Item 8. Financial Statements and Supplementary Data
Income Statements, page 38
6. | We note your additional disclosure of share-based compensation on the face of the Income Statements which includes a total of share-based compensation. Pursuant to paragraph F of SAB 107, the Staff believes that disclosure regarding the amount of expense related to share-based payment arrangements might be appropriate in a parenthetical note to the appropriate income statement line items, on the cash flow statement, in the footnotes to the financial statements, or within MD&A. The guidance in SAB 107, however, does not provide for a reconciliation of the share-based compensation expense on the face of the income statement that includes a total of the share-based compensation.
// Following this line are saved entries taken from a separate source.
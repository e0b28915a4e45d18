//! Property-based tests over randomly generated regex trees and randomly
//! generated DFAs, covering the universal properties that must hold
//! between the two construction pipelines and across minimization.

use crate::construct::minimize::prune_unreachable;
use crate::construct::dfa_construction;
use crate::dfa::Dfa;
use crate::nfa::thompson_nfa_construction;
use crate::regex::{deriv, r_alt, r_char, r_seq, r_star, CharSet, Regex};
use crate::{brzozowski_construction, dfa_minimization, thompson_construction};
use proptest::prelude::*;
use rand::rngs::StdRng;
use rand::{Rng, SeedableRng};
use std::collections::{BTreeSet, HashMap, HashSet};

fn arb_charset() -> impl Strategy<Value = CharSet> {
    prop::collection::btree_set(prop::char::range('a', 'c'), 1..=2)
}

fn arb_regex() -> impl Strategy<Value = Regex> {
    let leaf = arb_charset().prop_map(r_char);
    leaf.prop_recursive(4, 32, 4, |inner| {
        prop_oneof![
            (inner.clone(), inner.clone()).prop_map(|(a, b)| r_alt(a, b)),
            (inner.clone(), inner.clone()).prop_map(|(a, b)| r_seq(a, b)),
            inner.prop_map(r_star),
        ]
    })
}

fn arb_word() -> impl Strategy<Value = String> {
    prop::collection::vec(prop::char::range('a', 'c'), 0..6).prop_map(|v| v.into_iter().collect())
}

/// A derivative-only matcher, independent of any automaton construction:
/// folds `deriv` across `w` and checks nullability of what's left.
fn regex_matches(r: &Regex, w: &str) -> bool {
    let residual = w.chars().fold(r.clone(), |acc, c| deriv(&acc, c));
    residual.nullable()
}

proptest! {
    /// Property 1: the Thompson and Brzozowski pipelines accept exactly the
    /// same strings.
    #[test]
    fn thompson_and_brzozowski_agree(r in arb_regex(), w in arb_word()) {
        let via_thompson = thompson_construction(&r);
        let via_brzozowski = brzozowski_construction(&r);
        prop_assert_eq!(via_thompson.decide_string(&w), via_brzozowski.decide_string(&w));
    }

    /// Property 1b: both pipelines agree with a pure derivative-based
    /// matcher whenever the word stays within the regex's own alphabet.
    #[test]
    fn construction_matches_derivative_matcher(r in arb_regex(), w in arb_word()) {
        let alphabet = r.alpha().unwrap();
        if w.chars().all(|c| alphabet.contains(c)) {
            let expected = Some(regex_matches(&r, &w));
            prop_assert_eq!(thompson_construction(&r).decide_string(&w), expected);
            prop_assert_eq!(brzozowski_construction(&r).decide_string(&w), expected);
        }
    }

    /// Property 2: `cw` is in `L(r)` iff `w` is in `L(deriv(r, c))`.
    #[test]
    fn derivative_law(r in arb_regex(), c in prop::char::range('a', 'c'), w in arb_word()) {
        let cw: String = std::iter::once(c).chain(w.chars()).collect();
        prop_assert_eq!(regex_matches(&r, &cw), regex_matches(&deriv(&r, c), &w));
    }

    /// Property 3: nullability agrees with whether the empty string matches.
    #[test]
    fn nullable_matches_empty_string(r in arb_regex()) {
        prop_assert_eq!(r.nullable(), regex_matches(&r, ""));
    }

    /// Property 4: minimizing an already-minimized DFA changes nothing.
    #[test]
    fn minimization_is_idempotent(r in arb_regex()) {
        let n = thompson_nfa_construction(&r);
        let built = dfa_construction(&n);
        let once = dfa_minimization(&built);
        let twice = dfa_minimization(&once);
        prop_assert_eq!(once, twice);
    }

    /// Property 6: every state surviving unreachable-state pruning has an
    /// incoming transition from a *distinct* state, or is the start state.
    #[test]
    fn pruning_soundness(r in arb_regex()) {
        let n = thompson_nfa_construction(&r);
        let built = dfa_construction(&n);
        let pruned = prune_unreachable(&built);
        for state in 0..pruned.num_states {
            if state == pruned.initial_state {
                continue;
            }
            let has_distinct_predecessor = pruned
                .transitions
                .iter()
                .any(|(&(src, _c), &tgt)| tgt == state && src != state);
            prop_assert!(has_distinct_predecessor, "state {state} has no distinct predecessor");
        }
    }
}

/// Property 5: no two distinct states of a minimized DFA are
/// language-equivalent, checked via the standard table-filling
/// distinguishability algorithm (independent of the Moore-refinement
/// implementation under test).
fn all_states_pairwise_distinguishable(d: &Dfa) -> bool {
    const DEAD: usize = usize::MAX;
    let target = |s: usize, c: char| d.step(s, c).unwrap_or(DEAD);

    let mut distinguishable: HashSet<(usize, usize)> = HashSet::new();
    let states: Vec<usize> = (0..d.num_states).collect();
    for &p in &states {
        for &q in &states {
            if p < q && d.accepting.contains(&p) != d.accepting.contains(&q) {
                distinguishable.insert((p, q));
            }
        }
    }

    loop {
        let mut changed = false;
        for &p in &states {
            for &q in &states {
                if p >= q || distinguishable.contains(&(p, q)) {
                    continue;
                }
                let marked = d.alphabet.iter().any(|c| {
                    let (tp, tq) = (target(p, c), target(q, c));
                    if tp == tq {
                        false
                    } else if tp == DEAD || tq == DEAD {
                        true
                    } else {
                        distinguishable.contains(&(tp.min(tq), tp.max(tq)))
                    }
                });
                if marked {
                    distinguishable.insert((p, q));
                    changed = true;
                }
            }
        }
        if !changed {
            break;
        }
    }

    let total_pairs = states.len() * states.len().saturating_sub(1) / 2;
    distinguishable.len() == total_pairs
}

proptest! {
    #[test]
    fn minimized_states_are_pairwise_distinguishable(r in arb_regex()) {
        let minimized = thompson_construction(&r);
        prop_assert!(all_states_pairwise_distinguishable(&minimized));
    }
}

/// A small random DFA over a fixed two-letter alphabet, used to test
/// minimization properties independently of any regex.
fn random_dfa(rng: &mut StdRng, num_states: usize) -> Dfa {
    let alphabet = crate::alphabet::Alphabet::new(['a', 'b']);
    let mut transitions = HashMap::new();
    for s in 0..num_states {
        for c in alphabet.iter() {
            if rng.gen_bool(0.8) {
                transitions.insert((s, c), rng.gen_range(0..num_states));
            }
        }
    }
    let accepting: BTreeSet<usize> = (0..num_states).filter(|_| rng.gen_bool(0.4)).collect();
    Dfa {
        alphabet,
        num_states,
        transitions,
        initial_state: 0,
        accepting,
    }
}

#[test]
fn random_dfa_minimization_is_idempotent_and_no_larger() {
    let mut rng = StdRng::seed_from_u64(42);
    for _ in 0..50 {
        let n = rng.gen_range(1..10);
        let d = random_dfa(&mut rng, n);
        let once = dfa_minimization(&d);
        let twice = dfa_minimization(&once);
        assert_eq!(once, twice);
        assert!(once.num_states <= d.num_states);
        assert!(all_states_pairwise_distinguishable(&once));
    }
}

#[test]
fn regex_cross_checked_against_library_regex() {
    // Spot-check a handful of concrete regexes against the `regex` crate,
    // mirroring a standard cross-validation technique against a production
    // regex engine.
    let cases: &[(&str, fn() -> Regex)] = &[
        ("a", || crate::regex::r_lit('a')),
        ("ab", || r_seq(crate::regex::r_lit('a'), crate::regex::r_lit('b'))),
        ("a*", || r_star(crate::regex::r_lit('a'))),
        ("a|b", || r_alt(crate::regex::r_lit('a'), crate::regex::r_lit('b'))),
    ];
    let words = ["", "a", "b", "ab", "aa", "ba", "aaa"];
    for (pattern, build) in cases {
        let anchored = format!("^(?:{pattern})$");
        let lib = regex::Regex::new(&anchored).unwrap();
        let ours = thompson_construction(&build());
        for w in words {
            let expected = lib.is_match(w);
            if let Some(actual) = ours.decide_string(w) {
                assert_eq!(actual, expected, "pattern {pattern:?} word {w:?}");
            }
        }
    }
}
Tell us how you considered the guidance in SAB 107 in your current disclosures and tell us how you intend to comply with such guidance in your future filings. In addition, see the Division of Corporation Finance’s “Current Accounting and Disclosure Issues” (Updated 11/30/06), Section I.B.2. |
Response:
In future filings we will eliminate our presentation of share-based compensation on the face of the Income Statements and will include such information in the footnotes to the financial statements pursuant to paragraph F of SAB 107.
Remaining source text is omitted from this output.